JAKARTA, KOMPAS.com - Presiden Joko Widodo diminta menerbitkan peraturan pemerintah pengganti undang-undang (perppu) untuk mengoreksi sejumlah pasal kontroversial dalam Undang-Undang tentang MPR, DPR, DPD, dan DPRD (UU MD3).
"Kami dorong Presiden terbitkan perppu," kata peneliti Indonesian Corruption Watch Almas Sjafrina dalam diskusi di Kantor ICW, Jakarta, Rabu (14/2/2018).
Almas mencatat, setidaknya ada empat pasal dalam UU MD3 yang harus dikoreksi oleh Jokowi.

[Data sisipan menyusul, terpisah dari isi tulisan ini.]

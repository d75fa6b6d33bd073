use std::str::FromStr;
use std::time::Duration;

use serde::Deserialize;
use serde_with::serde_as;
use sqlx::postgres::{PgConnectOptions, PgSslMode};
use strum::{Display, EnumString};

use crate::domain::services::SchedulerConfig;

#[derive(Deserialize, Clone)]
pub struct Settings {
    pub application: ApplicationSettings,
    pub database: DatabaseSettings,
    pub mail: MailSettings,
}

#[serde_as]
#[derive(Deserialize, Clone)]
pub struct ApplicationSettings {
    /// Local hour (0-23) at which statistics reports are sent.
    #[serde_as(as = "serde_with::DisplayFromStr")]
    pub report_send_hour: u8,
    #[serde_as(as = "serde_with::DisplayFromStr")]
    pub tick_interval_secs: u64,
}

#[serde_as]
#[derive(Deserialize, Clone, Debug)]
pub struct DatabaseSettings {
    pub username: String,
    pub password: String,
    #[serde_as(as = "serde_with::DisplayFromStr")]
    pub port: u16,
    pub host: String,
    pub database_name: String,
    pub require_ssl: bool,
}

#[serde_as]
#[derive(Deserialize, Clone)]
pub struct MailSettings {
    pub endpoint: String,
    pub api_token: String,
    pub sender: String,
    #[serde_as(as = "serde_with::DisplayFromStr")]
    pub send_timeout_secs: u64,
    #[serde_as(as = "serde_with::DisplayFromStr")]
    pub max_concurrent_sends: usize,
}

impl DatabaseSettings {
    pub fn without_db(&self) -> PgConnectOptions {
        let ssl_mode = if self.require_ssl {
            PgSslMode::Require
        } else {
            PgSslMode::Prefer
        };

        PgConnectOptions::new()
            .host(&self.host)
            .port(self.port)
            .username(&self.username)
            .password(&self.password)
            .ssl_mode(ssl_mode)
    }

    pub fn with_db(&self) -> PgConnectOptions {
        self.without_db().database(&self.database_name)
    }
}

impl Settings {
    pub fn scheduler_config(&self) -> SchedulerConfig {
        SchedulerConfig {
            tick_interval: Duration::from_secs(self.application.tick_interval_secs),
            send_hour: self.application.report_send_hour,
            send_timeout: Duration::from_secs(self.mail.send_timeout_secs),
            max_concurrent_sends: self.mail.max_concurrent_sends,
        }
    }
}

pub fn read_config() -> Result<Settings, config::ConfigError> {
    let base_path = std::env::current_dir().expect("Failed to determine the current directory");
    let config_directory = base_path.join("config");

    let environment = Environment::from_str(
        std::env::var("APP_ENVIRONMENT")
            .unwrap_or_else(|_| "local".into())
            .as_str(),
    )
    .expect("Failed to parse APP_ENVIRONMENT");
    let environment_filename = format!("{}.yaml", environment);

    let settings = config::Config::builder()
        .add_source(config::File::from(config_directory.join("base.yaml")))
        .add_source(config::File::from(
            config_directory.join(environment_filename),
        ))
        .add_source(
            config::Environment::with_prefix("OVT")
                .prefix_separator("_")
                .separator("__"),
        )
        .build()?;

    settings.try_deserialize::<Settings>()
}

#[derive(Display, Debug, EnumString)]
pub enum Environment {
    #[strum(ascii_case_insensitive, serialize = "local")]
    Local,
    #[strum(ascii_case_insensitive, serialize = "production")]
    Production,
}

Pertama, Pasal 15 dan Pasal 84 yang mengatur penambahan dua kursi pimpinan MPR dan satu kursi pimpinan DPR. Pasal tersebut dinilai hanya menjadi alat bagi-bagi kekuasaan dan menghabisi anggaran.
Kedua, Pasal 73 yang mewajibkan polisi membantu memanggil paksa pihak yang diperiksa DPR namun enggan datang. Pasal ini juga dinilai membuat DPR bisa melakukan pemanggilan paksa secara sewenang-wenang.

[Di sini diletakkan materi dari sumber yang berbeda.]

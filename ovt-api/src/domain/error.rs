use thiserror::Error;

use super::models::{ScopeKind, TimeRecordId};

/// Errors that can occur during ledger and statistics operations.
#[derive(Debug, Error)]
pub enum LedgerError {
    #[error("time record {0} not found")]
    RecordNotFound(TimeRecordId),
    #[error("no {kind} statistics for period {period}/{year}")]
    StatisticsNotFound {
        kind: ScopeKind,
        period: u8,
        year: i32,
    },
    #[error("invalid {kind} period {period}/{year}")]
    InvalidPeriod {
        kind: ScopeKind,
        period: u8,
        year: i32,
    },
    #[error("duration must be a positive number of minutes, got {0}")]
    InvalidDuration(i32),
    #[error("write rejected by subscriber '{subscriber}': {reason}")]
    WriteVetoed {
        subscriber: &'static str,
        reason: String,
    },
    #[error("store error: {0}")]
    Store(#[from] sqlx::Error),
    #[error("data integrity violation: {0}")]
    Integrity(String),
    #[error("mail transport error: {0}")]
    Mail(String),
    #[error("mail transport timed out")]
    MailTimeout,
}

(Baca juga: UU MD3, Kado Memprihatinkan Dua Dekade Reformasi)
Ketiga, Pasal 122 huruf k, di mana Mahkamah Kehormatan Dewan (MKD) bisa mengambil langkah hukum terhadap pihak yang merendahkan kehormatan DPR dan anggota DPR. Pasal ini dinilai mencederai demokrasi dan membungkam kritik masyarakat terhadap lembaga yang mewakilinya.
Keempat, ada juga Pasal 245 yang mengatur bahwa pemeriksaan anggota DPR oleh penegak hukum harus dipertimbangkan MKD terlebih dahulu sebelum dilimpahkan ke Presiden untuk pemberian izin. Pasal ini dinilai dapat membuat DPR berlindung dari proses hukum.

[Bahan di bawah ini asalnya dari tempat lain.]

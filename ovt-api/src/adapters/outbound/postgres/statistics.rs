use async_trait::async_trait;
use sqlx::PgPool;
use time::OffsetDateTime;

use crate::domain::{
    models::{ScopeKey, ScopeKind, ScopeStatistics, UserId},
    ports::outbound::StatisticsStore,
    LedgerError,
};

/// Aggregate persistence on top of the `month_statistics` and
/// `week_statistics` tables.
pub struct PostgresStatisticsStore {
    pool: PgPool,
}

impl PostgresStatisticsStore {
    pub fn new(pool: PgPool) -> Self {
        Self { pool }
    }
}

/// Table and period column for a scope kind. Both tables share the remaining
/// column layout.
fn table_for(kind: ScopeKind) -> (&'static str, &'static str) {
    match kind {
        ScopeKind::Month => ("month_statistics", "month"),
        ScopeKind::Week => ("week_statistics", "week"),
    }
}

#[derive(sqlx::FromRow)]
struct StatisticsRow {
    user_id: i32,
    period: i32,
    year: i32,
    overtime_count: i64,
    overtime_duration: i64,
    recovery_count: i64,
    recovery_duration: i64,
    total_count: i64,
    total_duration: i64,
    updated_at: OffsetDateTime,
}

impl StatisticsRow {
    fn into_statistics(self, kind: ScopeKind) -> Result<ScopeStatistics, LedgerError> {
        let period = u8::try_from(self.period).map_err(|_| {
            LedgerError::Integrity(format!("stored period {} out of range", self.period))
        })?;
        let key = ScopeKey::new(kind, UserId::new(self.user_id), period, self.year)?;

        Ok(ScopeStatistics {
            key,
            overtime_count: self.overtime_count,
            overtime_duration: self.overtime_duration,
            recovery_count: self.recovery_count,
            recovery_duration: self.recovery_duration,
            total_count: self.total_count,
            total_duration: self.total_duration,
            updated_at: self.updated_at,
        })
    }
}

#[async_trait]
impl StatisticsStore for PostgresStatisticsStore {
    async fn find(&self, key: &ScopeKey) -> Result<Option<ScopeStatistics>, LedgerError> {
        let (table, period_column) = table_for(key.kind);
        let row = sqlx::query_as::<_, StatisticsRow>(&format!(
            r#"
            SELECT user_id, {period_column} AS period, year,
                   overtime_count, overtime_duration,
                   recovery_count, recovery_duration,
                   total_count, total_duration, updated_at
            FROM {table}
            WHERE user_id = $1 AND {period_column} = $2 AND year = $3
            "#
        ))
        .bind(key.owner.as_i32())
        .bind(i32::from(key.period))
        .bind(key.year)
        .fetch_optional(&self.pool)
        .await?;

        row.map(|r| r.into_statistics(key.kind)).transpose()
    }

    async fn replace(&self, statistics: &ScopeStatistics) -> Result<(), LedgerError> {
        let key = statistics.key;
        let (table, period_column) = table_for(key.kind);

        // Full replacement: the old row never survives, even partially.
        let mut tx = self.pool.begin().await?;
        sqlx::query(&format!(
            r#"
            DELETE FROM {table}
            WHERE user_id = $1 AND {period_column} = $2 AND year = $3
            "#
        ))
        .bind(key.owner.as_i32())
        .bind(i32::from(key.period))
        .bind(key.year)
        .execute(&mut *tx)
        .await?;

        sqlx::query(&format!(
            r#"
            INSERT INTO {table} (user_id, {period_column}, year,
                                 overtime_count, overtime_duration,
                                 recovery_count, recovery_duration,
                                 total_count, total_duration, updated_at)
            VALUES ($1, $2, $3, $4, $5, $6, $7, $8, $9, $10)
            "#
        ))
        .bind(key.owner.as_i32())
        .bind(i32::from(key.period))
        .bind(key.year)
        .bind(statistics.overtime_count)
        .bind(statistics.overtime_duration)
        .bind(statistics.recovery_count)
        .bind(statistics.recovery_duration)
        .bind(statistics.total_count)
        .bind(statistics.total_duration)
        .bind(statistics.updated_at)
        .execute(&mut *tx)
        .await?;

        tx.commit().await?;
        Ok(())
    }

    async fn delete(&self, key: &ScopeKey) -> Result<(), LedgerError> {
        let (table, period_column) = table_for(key.kind);
        sqlx::query(&format!(
            r#"
            DELETE FROM {table}
            WHERE user_id = $1 AND {period_column} = $2 AND year = $3
            "#
        ))
        .bind(key.owner.as_i32())
        .bind(i32::from(key.period))
        .bind(key.year)
        .execute(&self.pool)
        .await?;

        Ok(())
    }

    async fn delete_all_for_owner(&self, owner: UserId) -> Result<(), LedgerError> {
        for kind in [ScopeKind::Month, ScopeKind::Week] {
            let (table, _) = table_for(kind);
            sqlx::query(&format!("DELETE FROM {table} WHERE user_id = $1"))
                .bind(owner.as_i32())
                .execute(&self.pool)
                .await?;
        }
        Ok(())
    }

    async fn find_for_year(
        &self,
        kind: ScopeKind,
        owner: UserId,
        year: i32,
    ) -> Result<Vec<ScopeStatistics>, LedgerError> {
        let (table, period_column) = table_for(kind);
        let rows = sqlx::query_as::<_, StatisticsRow>(&format!(
            r#"
            SELECT user_id, {period_column} AS period, year,
                   overtime_count, overtime_duration,
                   recovery_count, recovery_duration,
                   total_count, total_duration, updated_at
            FROM {table}
            WHERE user_id = $1 AND year = $2
            ORDER BY {period_column}
            "#
        ))
        .bind(owner.as_i32())
        .bind(year)
        .fetch_all(&self.pool)
        .await?;

        rows.into_iter().map(|r| r.into_statistics(kind)).collect()
    }
}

"Masa undang-undang yang cacat seperti ini lahir di Pemerintah Jokowi-JK. Ini tentu akan menjadi catatan yang tidak baik," kata Almas.
Almas pun meyakini Presiden Joko Widodo tidak mendapatkan laporan yang utuh dari Menteri Hukum dan HAM Yasonna H Laoly terkait materi UU MD3.
Ia menilai, Menkumham sudah mengambil keputusan sendiri saat mewakili pemerintah membahas dan mengesahkan UU MD3 bersama DPR.
"Presiden Jokowi harus mengevaluasi kinerja Menkumham Yasonna Laoly," ucap Almas.